**PROBLEM TO WORK ON**
Return the following entries exactly, word for word.

SOURCE MATERIAL: Begin

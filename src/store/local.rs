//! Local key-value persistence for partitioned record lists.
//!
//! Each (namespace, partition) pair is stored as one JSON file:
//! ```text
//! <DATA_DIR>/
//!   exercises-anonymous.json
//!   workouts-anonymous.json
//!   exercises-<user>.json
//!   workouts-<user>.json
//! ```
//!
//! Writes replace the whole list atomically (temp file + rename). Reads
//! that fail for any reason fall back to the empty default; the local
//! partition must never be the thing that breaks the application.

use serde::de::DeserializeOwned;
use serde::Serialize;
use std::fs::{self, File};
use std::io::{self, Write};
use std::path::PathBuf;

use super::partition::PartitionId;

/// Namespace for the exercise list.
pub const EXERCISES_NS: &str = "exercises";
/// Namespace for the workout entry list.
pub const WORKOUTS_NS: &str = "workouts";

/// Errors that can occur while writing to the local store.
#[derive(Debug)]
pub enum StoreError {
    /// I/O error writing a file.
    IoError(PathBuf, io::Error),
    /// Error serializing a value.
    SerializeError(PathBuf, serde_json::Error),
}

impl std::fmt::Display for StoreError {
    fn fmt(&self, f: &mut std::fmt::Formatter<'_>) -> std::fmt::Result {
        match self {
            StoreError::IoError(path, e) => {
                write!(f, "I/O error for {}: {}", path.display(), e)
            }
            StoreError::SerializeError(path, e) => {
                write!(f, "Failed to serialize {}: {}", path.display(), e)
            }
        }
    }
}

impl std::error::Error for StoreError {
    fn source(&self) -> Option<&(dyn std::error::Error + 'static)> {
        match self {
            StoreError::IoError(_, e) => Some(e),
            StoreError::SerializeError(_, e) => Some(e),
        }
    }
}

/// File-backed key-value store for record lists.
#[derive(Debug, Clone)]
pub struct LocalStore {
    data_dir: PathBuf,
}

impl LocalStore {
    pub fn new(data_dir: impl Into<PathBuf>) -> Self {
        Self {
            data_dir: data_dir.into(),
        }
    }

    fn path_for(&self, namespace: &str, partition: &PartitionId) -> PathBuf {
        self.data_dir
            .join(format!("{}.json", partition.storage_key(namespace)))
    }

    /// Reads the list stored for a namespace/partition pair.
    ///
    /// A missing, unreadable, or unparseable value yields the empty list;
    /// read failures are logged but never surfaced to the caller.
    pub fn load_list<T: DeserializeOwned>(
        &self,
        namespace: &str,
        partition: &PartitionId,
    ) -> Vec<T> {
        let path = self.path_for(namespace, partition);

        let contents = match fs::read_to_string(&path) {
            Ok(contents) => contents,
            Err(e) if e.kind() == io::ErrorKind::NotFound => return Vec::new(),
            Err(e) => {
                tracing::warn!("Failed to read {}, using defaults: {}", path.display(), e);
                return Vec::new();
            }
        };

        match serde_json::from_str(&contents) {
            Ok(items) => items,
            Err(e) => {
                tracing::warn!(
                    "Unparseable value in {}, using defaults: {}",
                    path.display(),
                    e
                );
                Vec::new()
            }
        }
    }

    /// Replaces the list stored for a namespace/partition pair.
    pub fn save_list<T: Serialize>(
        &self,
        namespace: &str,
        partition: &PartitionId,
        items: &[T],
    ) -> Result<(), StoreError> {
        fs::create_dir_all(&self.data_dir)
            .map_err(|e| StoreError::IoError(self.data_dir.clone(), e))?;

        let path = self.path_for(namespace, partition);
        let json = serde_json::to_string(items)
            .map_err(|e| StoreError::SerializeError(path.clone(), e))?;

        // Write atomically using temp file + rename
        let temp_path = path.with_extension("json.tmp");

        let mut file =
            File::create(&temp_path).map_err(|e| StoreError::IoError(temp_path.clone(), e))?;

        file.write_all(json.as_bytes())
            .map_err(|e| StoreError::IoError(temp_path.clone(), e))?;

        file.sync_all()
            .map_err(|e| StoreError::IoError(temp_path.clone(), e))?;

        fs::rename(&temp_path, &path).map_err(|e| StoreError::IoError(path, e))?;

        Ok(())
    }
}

SOURCE MATERIAL: End

**TASK ANSWER**
filename src/store/local.rs
//! Local key-value persistence for partitioned record lists.
//!
//! Each (namespace, partition) pair is stored as one JSON file:
//! ```text
//! <DATA_DIR>/
//!   exercises-anonymous.json
//!   workouts-anonymous.json
//!   exercises-<user>.json
//!   workouts-<user>.json
//! ```
//!
//! Writes replace the whole list atomically (temp file + rename). Reads
//! that fail for any reason fall back to the empty default; the local
//! partition must never be the thing that breaks the application.

use serde::de::DeserializeOwned;
use serde::Serialize;
use std::fs::{self, File};
use std::io::{self, Write};
use std::path::PathBuf;

use super::partition::PartitionId;

/// Namespace for the exercise list.
pub const EXERCISES_NS: &str = "exercises";
/// Namespace for the workout entry list.
pub const WORKOUTS_NS: &str = "workouts";

/// Errors that can occur while writing to the local store.
#[derive(Debug)]
pub enum StoreError {
    /// I/O error writing a file.
    IoError(PathBuf, io::Error),
    /// Error serializing a value.
    SerializeError(PathBuf, serde_json::Error),
}

impl std::fmt::Display for StoreError {
    fn fmt(&self, f: &mut std::fmt::Formatter<'_>) -> std::fmt::Result {
        match self {
            StoreError::IoError(path, e) => {
                write!(f, "I/O error for {}: {}", path.display(), e)
            }
            StoreError::SerializeError(path, e) => {
                write!(f, "Failed to serialize {}: {}", path.display(), e)
            }
        }
    }
}

impl std::error::Error for StoreError {
    fn source(&self) -> Option<&(dyn std::error::Error + 'static)> {
        match self {
            StoreError::IoError(_, e) => Some(e),
            StoreError::SerializeError(_, e) => Some(e),
        }
    }
}

/// File-backed key-value store for record lists.
#[derive(Debug, Clone)]
pub struct LocalStore {
    data_dir: PathBuf,
}

impl LocalStore {
    pub fn new(data_dir: impl Into<PathBuf>) -> Self {
        Self {
            data_dir: data_dir.into(),
        }
    }

    fn path_for(&self, namespace: &str, partition: &PartitionId) -> PathBuf {
        self.data_dir
            .join(format!("{}.json", partition.storage_key(namespace)))
    }

    /// Reads the list stored for a namespace/partition pair.
    ///
    /// A missing, unreadable, or unparseable value yields the empty list;
    /// read failures are logged but never surfaced to the caller.
    pub fn load_list<T: DeserializeOwned>(
        &self,
        namespace: &str,
        partition: &PartitionId,
    ) -> Vec<T> {
        let path = self.path_for(namespace, partition);

        let contents = match fs::read_to_string(&path) {
            Ok(contents) => contents,
            Err(e) if e.kind() == io::ErrorKind::NotFound => return Vec::new(),
            Err(e) => {
                tracing::warn!("Failed to read {}, using defaults: {}", path.display(), e);
                return Vec::new();
            }
        };

        match serde_json::from_str(&contents) {
            Ok(items) => items,
            Err(e) => {
                tracing::warn!(
                    "Unparseable value in {}, using defaults: {}",
                    path.display(),
                    e
                );
                Vec::new()
            }
        }
    }

    /// Replaces the list stored for a namespace/partition pair.
    pub fn save_list<T: Serialize>(
        &self,
        namespace: &str,
        partition: &PartitionId,
        items: &[T],
    ) -> Result<(), StoreError> {
        fs::create_dir_all(&self.data_dir)
            .map_err(|e| StoreError::IoError(self.data_dir.clone(), e))?;

        let path = self.path_for(namespace, partition);
        let json = serde_json::to_string(items)
            .map_err(|e| StoreError::SerializeError(path.clone(), e))?;

        // Write atomically using temp file + rename
        let temp_path = path.with_extension("json.tmp");

        let mut file =
            File::create(&temp_path).map_err(|e| StoreError::IoError(temp_path.clone(), e))?;

        file.write_all(json.as_bytes())
            .map_err(|e| StoreError::IoError(temp_path.clone(), e))?;

        file.sync_all()
            .map_err(|e| StoreError::IoError(temp_path.clone(), e))?;

        fs::rename(&temp_path, &path).map_err(|e| StoreError::IoError(path, e))?;

        Ok(())
    }
}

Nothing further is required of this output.